Data records: Begin

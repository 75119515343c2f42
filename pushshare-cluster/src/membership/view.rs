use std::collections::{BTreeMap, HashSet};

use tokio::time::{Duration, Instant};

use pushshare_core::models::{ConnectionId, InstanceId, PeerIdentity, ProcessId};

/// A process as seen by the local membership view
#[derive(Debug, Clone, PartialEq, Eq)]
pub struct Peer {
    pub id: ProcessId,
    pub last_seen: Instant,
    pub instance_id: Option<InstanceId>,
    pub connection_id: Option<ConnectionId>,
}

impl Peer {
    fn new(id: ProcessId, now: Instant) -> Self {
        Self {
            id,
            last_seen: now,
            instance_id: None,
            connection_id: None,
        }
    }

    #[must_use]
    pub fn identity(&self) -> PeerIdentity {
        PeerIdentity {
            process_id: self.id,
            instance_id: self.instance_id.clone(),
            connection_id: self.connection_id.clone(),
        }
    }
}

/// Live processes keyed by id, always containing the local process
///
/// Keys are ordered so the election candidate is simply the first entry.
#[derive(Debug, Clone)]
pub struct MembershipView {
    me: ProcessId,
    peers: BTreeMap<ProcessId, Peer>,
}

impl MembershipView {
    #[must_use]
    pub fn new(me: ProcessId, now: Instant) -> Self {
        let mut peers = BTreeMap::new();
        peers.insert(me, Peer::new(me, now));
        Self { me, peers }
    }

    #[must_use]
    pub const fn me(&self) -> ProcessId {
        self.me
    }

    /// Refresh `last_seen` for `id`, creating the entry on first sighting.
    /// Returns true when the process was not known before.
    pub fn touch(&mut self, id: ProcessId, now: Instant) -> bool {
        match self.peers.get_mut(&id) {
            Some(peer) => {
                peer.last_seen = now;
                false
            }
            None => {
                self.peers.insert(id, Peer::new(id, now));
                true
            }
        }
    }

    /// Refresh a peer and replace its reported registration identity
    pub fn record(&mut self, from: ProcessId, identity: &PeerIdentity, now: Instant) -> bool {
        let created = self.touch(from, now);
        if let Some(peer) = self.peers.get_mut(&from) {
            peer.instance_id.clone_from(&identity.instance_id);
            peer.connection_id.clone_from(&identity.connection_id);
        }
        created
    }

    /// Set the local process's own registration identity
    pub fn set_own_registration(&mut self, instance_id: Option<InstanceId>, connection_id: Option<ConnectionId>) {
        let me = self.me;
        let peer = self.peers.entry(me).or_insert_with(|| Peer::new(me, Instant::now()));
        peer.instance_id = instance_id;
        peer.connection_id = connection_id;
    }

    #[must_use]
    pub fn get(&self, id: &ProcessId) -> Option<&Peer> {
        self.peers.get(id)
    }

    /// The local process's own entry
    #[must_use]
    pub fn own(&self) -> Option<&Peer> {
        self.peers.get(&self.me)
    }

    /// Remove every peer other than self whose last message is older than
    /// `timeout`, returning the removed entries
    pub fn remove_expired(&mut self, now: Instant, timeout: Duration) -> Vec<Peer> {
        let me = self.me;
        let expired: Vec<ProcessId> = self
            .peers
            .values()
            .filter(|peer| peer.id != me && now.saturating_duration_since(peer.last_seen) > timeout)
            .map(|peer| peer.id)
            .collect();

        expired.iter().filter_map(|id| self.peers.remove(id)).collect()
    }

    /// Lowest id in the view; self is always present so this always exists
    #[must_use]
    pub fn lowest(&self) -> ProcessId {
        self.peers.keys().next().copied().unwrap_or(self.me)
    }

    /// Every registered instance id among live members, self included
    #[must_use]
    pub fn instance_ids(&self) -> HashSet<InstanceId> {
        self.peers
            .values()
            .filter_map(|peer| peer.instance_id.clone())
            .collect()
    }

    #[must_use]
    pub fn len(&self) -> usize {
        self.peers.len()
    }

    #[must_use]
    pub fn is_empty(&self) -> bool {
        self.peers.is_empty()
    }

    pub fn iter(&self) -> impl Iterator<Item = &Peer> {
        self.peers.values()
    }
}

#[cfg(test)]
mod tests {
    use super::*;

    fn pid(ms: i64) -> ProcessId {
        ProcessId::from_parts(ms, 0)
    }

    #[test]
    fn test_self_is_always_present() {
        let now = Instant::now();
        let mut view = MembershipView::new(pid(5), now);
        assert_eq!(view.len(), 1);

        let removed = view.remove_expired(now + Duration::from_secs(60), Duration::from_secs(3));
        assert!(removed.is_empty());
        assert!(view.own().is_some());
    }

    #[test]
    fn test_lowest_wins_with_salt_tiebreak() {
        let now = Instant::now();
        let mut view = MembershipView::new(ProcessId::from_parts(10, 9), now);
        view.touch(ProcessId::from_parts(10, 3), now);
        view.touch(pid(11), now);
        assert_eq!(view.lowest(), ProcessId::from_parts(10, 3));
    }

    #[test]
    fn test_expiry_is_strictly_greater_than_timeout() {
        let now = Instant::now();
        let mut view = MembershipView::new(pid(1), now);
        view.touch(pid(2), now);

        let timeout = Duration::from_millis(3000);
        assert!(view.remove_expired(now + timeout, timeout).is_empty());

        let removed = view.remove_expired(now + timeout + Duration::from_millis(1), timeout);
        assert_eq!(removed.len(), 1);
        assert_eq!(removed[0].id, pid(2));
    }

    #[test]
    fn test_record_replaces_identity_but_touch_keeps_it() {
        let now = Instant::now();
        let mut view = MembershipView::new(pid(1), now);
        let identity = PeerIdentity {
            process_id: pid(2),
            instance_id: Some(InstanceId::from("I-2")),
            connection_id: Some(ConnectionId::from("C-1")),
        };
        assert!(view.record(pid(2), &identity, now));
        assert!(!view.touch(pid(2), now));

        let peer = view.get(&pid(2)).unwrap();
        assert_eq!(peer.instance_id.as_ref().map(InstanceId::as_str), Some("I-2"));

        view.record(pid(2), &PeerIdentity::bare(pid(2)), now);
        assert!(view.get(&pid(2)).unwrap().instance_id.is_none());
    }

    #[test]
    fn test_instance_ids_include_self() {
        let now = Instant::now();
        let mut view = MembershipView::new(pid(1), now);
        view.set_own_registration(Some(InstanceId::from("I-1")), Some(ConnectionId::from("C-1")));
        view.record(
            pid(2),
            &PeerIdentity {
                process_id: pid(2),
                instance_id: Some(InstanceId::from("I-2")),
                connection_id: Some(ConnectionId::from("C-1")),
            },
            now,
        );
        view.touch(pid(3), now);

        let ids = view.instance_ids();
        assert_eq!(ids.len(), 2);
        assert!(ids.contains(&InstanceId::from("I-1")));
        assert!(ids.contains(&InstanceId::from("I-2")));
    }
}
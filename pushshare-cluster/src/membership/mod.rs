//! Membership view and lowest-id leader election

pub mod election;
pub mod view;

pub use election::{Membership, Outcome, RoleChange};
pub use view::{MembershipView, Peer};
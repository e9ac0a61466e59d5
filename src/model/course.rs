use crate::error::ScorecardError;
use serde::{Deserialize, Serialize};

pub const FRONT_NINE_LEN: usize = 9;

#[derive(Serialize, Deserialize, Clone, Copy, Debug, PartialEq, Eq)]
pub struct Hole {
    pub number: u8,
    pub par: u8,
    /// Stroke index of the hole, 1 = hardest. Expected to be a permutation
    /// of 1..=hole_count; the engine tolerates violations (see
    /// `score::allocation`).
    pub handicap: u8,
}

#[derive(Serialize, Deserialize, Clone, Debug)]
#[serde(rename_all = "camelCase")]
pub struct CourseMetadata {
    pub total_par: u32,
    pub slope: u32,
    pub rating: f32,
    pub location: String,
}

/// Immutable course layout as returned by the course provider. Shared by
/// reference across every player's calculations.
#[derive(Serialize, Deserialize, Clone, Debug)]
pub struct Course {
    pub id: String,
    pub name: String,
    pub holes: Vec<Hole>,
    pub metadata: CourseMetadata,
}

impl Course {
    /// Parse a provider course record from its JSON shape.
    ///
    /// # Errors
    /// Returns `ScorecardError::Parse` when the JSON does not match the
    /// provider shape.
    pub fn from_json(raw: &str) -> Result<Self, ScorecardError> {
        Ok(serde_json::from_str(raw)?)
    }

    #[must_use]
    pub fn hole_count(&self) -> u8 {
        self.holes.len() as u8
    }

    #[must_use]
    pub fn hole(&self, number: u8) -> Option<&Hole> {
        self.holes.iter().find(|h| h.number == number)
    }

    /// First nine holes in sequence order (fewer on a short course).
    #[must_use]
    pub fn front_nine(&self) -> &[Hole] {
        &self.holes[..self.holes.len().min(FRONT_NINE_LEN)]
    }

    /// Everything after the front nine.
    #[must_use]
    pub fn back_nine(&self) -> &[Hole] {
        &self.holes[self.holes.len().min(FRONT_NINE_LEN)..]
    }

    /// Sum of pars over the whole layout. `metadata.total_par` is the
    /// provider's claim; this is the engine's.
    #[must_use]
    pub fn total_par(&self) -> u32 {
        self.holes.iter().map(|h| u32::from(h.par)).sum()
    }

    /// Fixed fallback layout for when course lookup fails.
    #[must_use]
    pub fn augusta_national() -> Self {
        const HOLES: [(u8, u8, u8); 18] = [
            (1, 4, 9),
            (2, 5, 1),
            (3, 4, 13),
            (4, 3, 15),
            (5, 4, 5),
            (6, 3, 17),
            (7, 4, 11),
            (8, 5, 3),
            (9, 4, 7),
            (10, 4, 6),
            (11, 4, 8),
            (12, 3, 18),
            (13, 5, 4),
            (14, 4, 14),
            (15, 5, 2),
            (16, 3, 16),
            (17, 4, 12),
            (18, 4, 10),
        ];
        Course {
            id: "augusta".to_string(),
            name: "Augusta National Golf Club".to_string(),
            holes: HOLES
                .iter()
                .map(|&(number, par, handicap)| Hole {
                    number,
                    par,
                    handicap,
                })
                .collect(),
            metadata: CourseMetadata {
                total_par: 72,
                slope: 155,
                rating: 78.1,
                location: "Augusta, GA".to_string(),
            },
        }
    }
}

Data records: End

> _Problem details_
Wherever the string "created" appears in the data above, report the whole line.

> _Solution to the exercise_
        let created = self.touch(from, now);
        created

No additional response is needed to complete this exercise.